Task to complete:
Go line by line through the entries below and count those containing the string "SyncConfig"; give only the count.
(Excerpted data)
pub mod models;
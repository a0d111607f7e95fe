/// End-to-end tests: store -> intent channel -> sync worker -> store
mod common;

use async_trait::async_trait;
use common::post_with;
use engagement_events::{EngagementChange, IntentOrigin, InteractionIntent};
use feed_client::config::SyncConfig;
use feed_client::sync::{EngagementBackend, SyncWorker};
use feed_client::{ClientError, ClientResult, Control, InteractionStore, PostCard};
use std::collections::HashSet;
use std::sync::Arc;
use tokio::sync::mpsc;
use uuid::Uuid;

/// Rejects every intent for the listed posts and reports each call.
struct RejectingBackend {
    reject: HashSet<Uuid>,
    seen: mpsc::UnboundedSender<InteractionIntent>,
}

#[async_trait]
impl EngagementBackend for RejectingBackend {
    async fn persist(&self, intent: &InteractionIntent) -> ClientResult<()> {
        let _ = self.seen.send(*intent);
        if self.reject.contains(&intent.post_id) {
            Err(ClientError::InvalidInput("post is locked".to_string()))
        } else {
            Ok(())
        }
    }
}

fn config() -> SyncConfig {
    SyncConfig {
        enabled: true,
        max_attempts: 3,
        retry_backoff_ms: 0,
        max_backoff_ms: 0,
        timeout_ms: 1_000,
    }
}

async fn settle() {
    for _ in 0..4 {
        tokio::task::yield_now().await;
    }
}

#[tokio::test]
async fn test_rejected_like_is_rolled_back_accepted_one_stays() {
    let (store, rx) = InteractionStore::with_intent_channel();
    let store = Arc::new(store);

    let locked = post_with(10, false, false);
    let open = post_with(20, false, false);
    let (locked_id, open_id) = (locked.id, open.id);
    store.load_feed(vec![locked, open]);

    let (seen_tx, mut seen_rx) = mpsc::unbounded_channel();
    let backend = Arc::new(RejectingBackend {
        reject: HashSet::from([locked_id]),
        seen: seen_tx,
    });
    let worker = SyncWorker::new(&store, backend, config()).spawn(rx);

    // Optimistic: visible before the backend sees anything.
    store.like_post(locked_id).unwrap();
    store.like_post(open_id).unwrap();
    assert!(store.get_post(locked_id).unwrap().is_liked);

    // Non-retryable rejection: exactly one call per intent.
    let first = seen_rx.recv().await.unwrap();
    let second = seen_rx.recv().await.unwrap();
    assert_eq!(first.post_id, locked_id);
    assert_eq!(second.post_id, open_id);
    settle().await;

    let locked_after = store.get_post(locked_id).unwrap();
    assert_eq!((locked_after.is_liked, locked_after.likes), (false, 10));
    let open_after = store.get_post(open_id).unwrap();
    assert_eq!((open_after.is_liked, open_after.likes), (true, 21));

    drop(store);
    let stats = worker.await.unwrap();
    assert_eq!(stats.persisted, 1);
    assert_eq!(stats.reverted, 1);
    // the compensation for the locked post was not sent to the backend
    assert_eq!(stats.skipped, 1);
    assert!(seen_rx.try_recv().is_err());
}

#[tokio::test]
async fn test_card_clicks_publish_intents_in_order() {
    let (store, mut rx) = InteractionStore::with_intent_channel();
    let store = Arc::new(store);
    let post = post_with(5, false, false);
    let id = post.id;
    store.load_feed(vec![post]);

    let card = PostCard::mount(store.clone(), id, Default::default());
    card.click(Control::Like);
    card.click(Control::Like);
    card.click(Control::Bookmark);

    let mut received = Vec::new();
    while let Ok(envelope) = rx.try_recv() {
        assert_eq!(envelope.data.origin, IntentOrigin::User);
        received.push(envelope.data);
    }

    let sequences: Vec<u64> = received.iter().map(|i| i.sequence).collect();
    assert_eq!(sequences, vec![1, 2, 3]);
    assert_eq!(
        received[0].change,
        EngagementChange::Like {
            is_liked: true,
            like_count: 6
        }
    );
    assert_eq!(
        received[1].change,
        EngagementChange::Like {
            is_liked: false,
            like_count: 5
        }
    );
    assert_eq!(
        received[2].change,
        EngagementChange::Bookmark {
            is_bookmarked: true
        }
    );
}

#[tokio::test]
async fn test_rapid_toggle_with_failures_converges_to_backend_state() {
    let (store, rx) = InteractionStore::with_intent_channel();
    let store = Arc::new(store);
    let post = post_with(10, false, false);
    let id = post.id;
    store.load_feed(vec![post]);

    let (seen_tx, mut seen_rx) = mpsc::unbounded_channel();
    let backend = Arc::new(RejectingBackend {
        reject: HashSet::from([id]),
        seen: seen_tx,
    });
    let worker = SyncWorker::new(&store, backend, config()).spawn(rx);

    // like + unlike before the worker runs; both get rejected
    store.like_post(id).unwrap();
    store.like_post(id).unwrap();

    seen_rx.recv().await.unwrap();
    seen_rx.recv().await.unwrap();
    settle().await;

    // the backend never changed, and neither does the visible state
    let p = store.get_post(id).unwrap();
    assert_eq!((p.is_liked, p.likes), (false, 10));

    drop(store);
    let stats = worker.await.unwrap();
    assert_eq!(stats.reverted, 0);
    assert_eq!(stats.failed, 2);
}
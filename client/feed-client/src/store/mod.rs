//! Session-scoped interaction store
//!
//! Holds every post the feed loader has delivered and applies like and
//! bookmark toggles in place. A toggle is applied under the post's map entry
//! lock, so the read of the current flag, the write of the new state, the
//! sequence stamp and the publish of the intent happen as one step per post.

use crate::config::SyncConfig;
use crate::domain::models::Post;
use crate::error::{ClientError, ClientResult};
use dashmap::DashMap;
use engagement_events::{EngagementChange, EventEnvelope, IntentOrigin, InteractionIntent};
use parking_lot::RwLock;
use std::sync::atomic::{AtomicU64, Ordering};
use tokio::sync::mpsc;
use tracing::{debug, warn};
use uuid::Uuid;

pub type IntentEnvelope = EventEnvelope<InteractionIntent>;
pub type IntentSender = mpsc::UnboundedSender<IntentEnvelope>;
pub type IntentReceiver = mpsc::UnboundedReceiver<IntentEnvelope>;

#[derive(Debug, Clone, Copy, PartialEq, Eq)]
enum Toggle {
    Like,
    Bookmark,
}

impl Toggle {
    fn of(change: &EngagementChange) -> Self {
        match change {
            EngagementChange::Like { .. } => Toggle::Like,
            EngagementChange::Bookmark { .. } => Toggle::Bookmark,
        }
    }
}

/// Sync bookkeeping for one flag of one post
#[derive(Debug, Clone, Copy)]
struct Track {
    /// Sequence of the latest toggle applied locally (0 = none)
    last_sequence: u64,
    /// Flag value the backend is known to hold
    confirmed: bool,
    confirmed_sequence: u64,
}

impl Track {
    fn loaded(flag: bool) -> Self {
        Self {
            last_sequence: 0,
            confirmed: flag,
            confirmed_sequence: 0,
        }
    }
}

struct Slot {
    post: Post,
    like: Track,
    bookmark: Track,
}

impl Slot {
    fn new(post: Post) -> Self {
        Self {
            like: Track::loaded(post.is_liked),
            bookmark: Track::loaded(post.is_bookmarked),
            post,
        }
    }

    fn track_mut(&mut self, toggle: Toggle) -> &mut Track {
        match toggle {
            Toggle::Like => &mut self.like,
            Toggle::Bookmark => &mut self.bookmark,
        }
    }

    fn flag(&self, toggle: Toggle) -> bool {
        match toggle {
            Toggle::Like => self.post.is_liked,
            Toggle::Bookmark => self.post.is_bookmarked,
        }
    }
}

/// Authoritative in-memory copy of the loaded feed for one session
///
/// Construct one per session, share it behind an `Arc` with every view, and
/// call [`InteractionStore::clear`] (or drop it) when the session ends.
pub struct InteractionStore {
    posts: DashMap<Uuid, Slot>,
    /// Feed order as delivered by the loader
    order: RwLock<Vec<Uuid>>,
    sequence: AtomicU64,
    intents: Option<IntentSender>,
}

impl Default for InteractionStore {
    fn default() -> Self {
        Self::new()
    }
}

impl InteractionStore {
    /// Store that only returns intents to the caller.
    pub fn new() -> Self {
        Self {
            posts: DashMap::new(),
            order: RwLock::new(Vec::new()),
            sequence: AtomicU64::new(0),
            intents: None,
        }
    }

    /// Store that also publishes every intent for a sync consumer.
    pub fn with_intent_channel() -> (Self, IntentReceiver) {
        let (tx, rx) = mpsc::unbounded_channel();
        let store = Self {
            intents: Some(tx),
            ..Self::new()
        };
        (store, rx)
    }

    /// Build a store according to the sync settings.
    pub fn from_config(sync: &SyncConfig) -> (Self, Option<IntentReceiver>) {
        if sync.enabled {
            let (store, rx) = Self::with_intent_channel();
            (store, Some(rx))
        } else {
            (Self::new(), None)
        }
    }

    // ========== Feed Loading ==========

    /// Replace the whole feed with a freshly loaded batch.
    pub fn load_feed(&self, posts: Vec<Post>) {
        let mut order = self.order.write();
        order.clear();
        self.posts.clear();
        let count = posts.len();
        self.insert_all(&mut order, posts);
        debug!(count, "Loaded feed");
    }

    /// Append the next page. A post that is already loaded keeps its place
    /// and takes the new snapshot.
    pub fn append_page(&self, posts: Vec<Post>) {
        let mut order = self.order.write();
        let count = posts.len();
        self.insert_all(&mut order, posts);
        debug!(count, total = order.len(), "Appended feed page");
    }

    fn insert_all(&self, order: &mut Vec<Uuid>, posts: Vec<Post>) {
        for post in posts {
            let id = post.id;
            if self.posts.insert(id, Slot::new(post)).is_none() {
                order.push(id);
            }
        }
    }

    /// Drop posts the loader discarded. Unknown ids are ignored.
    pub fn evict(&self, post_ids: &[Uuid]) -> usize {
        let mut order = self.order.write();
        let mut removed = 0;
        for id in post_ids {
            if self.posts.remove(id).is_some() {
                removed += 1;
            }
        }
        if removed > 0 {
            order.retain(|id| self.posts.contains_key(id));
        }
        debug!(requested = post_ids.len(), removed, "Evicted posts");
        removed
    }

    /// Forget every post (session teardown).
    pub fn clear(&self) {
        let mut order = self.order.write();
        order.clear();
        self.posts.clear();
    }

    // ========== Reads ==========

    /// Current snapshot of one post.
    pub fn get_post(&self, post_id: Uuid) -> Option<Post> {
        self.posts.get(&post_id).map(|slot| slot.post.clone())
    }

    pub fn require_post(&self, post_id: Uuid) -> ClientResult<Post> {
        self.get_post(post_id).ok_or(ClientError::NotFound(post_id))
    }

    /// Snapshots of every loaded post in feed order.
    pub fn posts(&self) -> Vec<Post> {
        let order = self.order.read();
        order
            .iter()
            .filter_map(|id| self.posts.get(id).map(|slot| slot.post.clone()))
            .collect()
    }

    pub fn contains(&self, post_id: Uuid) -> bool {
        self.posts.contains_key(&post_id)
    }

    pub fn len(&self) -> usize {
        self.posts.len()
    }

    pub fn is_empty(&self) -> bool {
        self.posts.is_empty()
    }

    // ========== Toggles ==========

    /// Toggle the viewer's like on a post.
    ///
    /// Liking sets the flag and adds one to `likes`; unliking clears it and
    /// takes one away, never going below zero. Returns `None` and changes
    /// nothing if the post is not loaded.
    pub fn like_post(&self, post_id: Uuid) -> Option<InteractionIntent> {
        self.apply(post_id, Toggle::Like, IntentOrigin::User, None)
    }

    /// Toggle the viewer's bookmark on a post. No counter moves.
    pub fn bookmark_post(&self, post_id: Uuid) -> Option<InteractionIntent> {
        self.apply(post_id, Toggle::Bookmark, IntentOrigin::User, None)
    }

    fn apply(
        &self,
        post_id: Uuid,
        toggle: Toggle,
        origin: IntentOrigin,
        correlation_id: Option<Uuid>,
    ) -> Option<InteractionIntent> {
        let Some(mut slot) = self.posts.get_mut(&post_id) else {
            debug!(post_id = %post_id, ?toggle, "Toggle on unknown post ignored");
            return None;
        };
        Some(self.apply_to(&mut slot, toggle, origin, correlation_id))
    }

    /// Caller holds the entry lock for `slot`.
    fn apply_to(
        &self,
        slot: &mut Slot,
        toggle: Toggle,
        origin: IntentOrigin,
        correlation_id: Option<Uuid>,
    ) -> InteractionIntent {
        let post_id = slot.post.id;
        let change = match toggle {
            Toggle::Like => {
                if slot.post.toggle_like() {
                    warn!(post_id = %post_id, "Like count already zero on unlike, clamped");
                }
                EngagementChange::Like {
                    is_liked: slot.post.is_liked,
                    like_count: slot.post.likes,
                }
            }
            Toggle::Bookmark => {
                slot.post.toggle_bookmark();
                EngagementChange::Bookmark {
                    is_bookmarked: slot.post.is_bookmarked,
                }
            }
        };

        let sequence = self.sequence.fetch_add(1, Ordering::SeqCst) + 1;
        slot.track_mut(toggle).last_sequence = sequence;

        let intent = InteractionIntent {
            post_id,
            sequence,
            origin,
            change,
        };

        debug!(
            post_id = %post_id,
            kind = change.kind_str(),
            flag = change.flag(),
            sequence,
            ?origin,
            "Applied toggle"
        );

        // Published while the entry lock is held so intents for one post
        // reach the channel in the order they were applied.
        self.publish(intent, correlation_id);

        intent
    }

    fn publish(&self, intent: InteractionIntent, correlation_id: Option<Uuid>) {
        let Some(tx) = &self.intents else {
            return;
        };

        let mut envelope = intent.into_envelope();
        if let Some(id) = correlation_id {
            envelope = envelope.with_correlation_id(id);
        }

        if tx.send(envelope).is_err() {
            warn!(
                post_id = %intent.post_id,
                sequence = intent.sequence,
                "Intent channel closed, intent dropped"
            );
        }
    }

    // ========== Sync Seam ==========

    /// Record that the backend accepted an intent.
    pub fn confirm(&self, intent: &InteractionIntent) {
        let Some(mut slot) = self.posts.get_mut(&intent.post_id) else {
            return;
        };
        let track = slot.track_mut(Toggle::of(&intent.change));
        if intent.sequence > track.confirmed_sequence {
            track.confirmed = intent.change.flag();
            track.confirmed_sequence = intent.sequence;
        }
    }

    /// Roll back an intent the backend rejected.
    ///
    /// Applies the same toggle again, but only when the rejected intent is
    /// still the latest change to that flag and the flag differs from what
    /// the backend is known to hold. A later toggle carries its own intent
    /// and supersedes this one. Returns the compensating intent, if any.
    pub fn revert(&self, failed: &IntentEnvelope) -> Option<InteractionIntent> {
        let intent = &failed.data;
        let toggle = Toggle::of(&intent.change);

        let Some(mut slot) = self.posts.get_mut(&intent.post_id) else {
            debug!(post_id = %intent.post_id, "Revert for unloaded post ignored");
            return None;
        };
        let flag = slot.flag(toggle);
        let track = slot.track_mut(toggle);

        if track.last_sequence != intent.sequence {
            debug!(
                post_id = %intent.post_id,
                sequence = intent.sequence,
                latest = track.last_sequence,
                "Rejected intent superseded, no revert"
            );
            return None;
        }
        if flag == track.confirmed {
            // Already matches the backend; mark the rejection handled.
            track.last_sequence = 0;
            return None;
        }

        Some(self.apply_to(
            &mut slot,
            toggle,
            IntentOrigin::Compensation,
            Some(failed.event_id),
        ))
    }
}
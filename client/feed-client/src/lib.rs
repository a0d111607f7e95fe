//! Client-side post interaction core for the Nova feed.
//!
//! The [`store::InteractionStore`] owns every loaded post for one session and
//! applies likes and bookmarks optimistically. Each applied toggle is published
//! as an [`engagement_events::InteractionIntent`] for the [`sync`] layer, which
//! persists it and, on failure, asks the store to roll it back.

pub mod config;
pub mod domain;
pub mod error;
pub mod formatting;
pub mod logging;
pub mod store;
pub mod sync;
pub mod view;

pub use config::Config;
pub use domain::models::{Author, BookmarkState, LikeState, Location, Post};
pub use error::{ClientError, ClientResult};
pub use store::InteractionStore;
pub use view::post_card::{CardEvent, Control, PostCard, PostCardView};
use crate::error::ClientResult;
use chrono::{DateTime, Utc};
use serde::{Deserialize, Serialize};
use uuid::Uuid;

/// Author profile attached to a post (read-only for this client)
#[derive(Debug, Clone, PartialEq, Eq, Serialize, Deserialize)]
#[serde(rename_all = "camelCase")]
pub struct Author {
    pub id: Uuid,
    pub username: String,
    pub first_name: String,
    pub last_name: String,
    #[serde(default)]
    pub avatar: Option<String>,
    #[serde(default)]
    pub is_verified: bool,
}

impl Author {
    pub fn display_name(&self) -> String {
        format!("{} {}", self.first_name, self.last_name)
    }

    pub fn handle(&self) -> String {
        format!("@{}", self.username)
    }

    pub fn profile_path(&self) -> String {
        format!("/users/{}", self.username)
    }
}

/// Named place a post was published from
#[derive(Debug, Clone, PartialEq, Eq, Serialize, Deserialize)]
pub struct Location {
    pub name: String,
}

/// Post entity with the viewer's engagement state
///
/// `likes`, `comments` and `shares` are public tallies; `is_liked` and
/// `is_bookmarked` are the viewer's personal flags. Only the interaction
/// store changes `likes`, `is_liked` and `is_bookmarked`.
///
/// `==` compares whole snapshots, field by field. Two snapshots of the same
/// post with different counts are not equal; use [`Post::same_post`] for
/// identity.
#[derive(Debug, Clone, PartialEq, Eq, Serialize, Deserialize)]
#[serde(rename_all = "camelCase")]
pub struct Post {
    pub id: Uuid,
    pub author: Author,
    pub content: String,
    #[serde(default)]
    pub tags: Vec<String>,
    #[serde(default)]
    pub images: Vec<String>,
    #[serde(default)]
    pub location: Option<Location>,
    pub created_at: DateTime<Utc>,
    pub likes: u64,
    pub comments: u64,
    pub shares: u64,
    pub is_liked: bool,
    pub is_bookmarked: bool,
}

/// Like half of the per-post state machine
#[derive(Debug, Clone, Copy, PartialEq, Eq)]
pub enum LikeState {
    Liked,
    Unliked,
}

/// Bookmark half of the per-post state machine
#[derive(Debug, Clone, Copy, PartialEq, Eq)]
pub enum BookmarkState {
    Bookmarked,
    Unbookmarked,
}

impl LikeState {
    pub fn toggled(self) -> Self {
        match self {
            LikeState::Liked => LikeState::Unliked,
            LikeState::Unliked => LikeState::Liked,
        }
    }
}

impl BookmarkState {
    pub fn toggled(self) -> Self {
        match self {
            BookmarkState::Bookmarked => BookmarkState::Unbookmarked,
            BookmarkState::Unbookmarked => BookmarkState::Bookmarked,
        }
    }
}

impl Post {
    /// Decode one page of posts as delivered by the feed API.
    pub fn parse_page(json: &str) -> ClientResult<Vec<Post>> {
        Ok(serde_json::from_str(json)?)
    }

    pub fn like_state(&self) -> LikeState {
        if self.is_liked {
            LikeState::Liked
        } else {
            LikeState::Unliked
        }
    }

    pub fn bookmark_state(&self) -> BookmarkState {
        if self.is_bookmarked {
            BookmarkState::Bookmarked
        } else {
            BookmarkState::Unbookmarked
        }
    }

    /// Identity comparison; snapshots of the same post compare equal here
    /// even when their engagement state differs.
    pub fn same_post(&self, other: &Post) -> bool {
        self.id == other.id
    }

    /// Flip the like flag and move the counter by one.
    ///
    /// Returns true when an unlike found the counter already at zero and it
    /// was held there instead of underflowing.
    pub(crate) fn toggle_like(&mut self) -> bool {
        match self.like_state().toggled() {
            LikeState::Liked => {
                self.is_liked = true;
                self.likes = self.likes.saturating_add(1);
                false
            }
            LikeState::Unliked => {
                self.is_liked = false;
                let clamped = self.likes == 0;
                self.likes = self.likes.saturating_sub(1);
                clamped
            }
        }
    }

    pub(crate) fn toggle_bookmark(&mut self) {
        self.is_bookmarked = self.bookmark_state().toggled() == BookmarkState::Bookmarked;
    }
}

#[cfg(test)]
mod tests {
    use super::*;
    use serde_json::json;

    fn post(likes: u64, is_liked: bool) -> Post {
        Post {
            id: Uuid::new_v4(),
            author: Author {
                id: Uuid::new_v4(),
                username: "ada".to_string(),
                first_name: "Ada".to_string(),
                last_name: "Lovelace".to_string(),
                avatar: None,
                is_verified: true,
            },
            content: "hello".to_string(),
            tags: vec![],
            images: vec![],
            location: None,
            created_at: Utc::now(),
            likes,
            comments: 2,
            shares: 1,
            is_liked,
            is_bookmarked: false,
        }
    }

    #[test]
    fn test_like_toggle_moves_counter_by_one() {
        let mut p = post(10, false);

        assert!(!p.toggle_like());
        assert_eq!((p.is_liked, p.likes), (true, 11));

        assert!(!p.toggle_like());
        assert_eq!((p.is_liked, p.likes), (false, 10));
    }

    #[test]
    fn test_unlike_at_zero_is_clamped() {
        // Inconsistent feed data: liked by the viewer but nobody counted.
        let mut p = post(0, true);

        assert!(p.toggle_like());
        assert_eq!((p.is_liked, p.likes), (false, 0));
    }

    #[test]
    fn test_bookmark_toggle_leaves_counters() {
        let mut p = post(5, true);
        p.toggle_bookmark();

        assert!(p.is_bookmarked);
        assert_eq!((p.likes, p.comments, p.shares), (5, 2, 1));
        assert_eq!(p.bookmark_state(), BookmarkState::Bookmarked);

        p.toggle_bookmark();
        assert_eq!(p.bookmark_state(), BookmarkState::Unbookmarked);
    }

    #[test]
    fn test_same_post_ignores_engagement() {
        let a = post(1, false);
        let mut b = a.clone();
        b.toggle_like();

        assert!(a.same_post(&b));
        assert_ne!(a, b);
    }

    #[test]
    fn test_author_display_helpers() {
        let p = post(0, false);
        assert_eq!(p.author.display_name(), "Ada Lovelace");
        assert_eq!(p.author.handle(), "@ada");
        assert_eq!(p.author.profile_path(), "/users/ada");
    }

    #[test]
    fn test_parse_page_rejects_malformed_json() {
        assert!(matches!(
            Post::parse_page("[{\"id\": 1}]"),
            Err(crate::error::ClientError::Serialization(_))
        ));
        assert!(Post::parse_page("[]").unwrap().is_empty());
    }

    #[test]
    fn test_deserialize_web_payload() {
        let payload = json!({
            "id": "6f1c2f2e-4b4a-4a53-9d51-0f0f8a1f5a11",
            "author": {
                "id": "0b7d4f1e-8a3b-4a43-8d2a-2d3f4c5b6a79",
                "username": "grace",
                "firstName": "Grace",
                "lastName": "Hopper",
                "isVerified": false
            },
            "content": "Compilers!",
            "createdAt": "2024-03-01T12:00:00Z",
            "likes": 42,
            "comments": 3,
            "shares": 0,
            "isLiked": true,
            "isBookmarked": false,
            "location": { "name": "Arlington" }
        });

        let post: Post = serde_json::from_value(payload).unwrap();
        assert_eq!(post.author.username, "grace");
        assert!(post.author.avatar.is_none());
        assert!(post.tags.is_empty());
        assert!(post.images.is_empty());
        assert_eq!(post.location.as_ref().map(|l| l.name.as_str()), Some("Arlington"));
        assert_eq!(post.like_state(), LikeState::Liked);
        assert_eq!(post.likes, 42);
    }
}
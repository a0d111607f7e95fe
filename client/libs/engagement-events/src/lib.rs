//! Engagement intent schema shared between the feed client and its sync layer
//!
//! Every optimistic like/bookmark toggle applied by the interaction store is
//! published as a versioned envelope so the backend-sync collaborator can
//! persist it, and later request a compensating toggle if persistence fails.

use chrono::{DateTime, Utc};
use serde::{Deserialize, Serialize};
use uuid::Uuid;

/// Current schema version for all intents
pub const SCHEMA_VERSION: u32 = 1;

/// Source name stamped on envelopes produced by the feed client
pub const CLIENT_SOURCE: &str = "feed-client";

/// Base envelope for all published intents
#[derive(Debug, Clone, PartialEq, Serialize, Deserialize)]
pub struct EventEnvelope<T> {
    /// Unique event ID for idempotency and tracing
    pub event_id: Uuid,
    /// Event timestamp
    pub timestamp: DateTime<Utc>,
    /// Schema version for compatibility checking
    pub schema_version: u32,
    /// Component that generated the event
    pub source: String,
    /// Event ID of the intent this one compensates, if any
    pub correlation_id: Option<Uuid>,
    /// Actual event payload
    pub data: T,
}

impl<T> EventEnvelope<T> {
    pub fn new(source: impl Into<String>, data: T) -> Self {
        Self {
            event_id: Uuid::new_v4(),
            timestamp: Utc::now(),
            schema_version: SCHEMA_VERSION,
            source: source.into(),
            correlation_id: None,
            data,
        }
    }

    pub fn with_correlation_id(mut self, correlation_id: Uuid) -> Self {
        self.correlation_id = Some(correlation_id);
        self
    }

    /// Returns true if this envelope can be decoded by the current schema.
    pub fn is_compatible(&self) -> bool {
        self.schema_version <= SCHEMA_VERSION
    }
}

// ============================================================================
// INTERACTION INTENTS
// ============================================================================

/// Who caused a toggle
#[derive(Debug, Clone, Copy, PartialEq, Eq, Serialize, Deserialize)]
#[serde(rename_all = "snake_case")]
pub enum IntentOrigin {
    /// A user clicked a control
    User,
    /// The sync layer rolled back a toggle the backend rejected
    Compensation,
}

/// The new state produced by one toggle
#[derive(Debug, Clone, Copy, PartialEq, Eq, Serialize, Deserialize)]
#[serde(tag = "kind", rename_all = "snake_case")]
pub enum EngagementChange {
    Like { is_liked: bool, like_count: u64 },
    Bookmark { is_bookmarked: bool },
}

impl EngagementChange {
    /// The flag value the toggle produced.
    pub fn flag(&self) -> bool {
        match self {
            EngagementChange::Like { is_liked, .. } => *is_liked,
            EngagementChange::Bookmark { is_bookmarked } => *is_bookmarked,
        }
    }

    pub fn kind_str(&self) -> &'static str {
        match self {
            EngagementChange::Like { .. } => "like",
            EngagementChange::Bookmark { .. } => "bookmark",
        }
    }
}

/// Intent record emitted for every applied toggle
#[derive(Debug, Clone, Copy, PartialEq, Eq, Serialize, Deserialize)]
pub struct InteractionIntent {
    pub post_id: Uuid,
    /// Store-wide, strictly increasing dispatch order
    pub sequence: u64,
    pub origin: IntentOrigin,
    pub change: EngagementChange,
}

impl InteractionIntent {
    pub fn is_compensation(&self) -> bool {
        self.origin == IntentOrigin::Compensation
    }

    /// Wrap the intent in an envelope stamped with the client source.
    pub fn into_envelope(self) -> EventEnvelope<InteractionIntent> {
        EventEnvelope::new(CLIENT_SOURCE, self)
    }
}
(End Excerpted data)
Task result:
5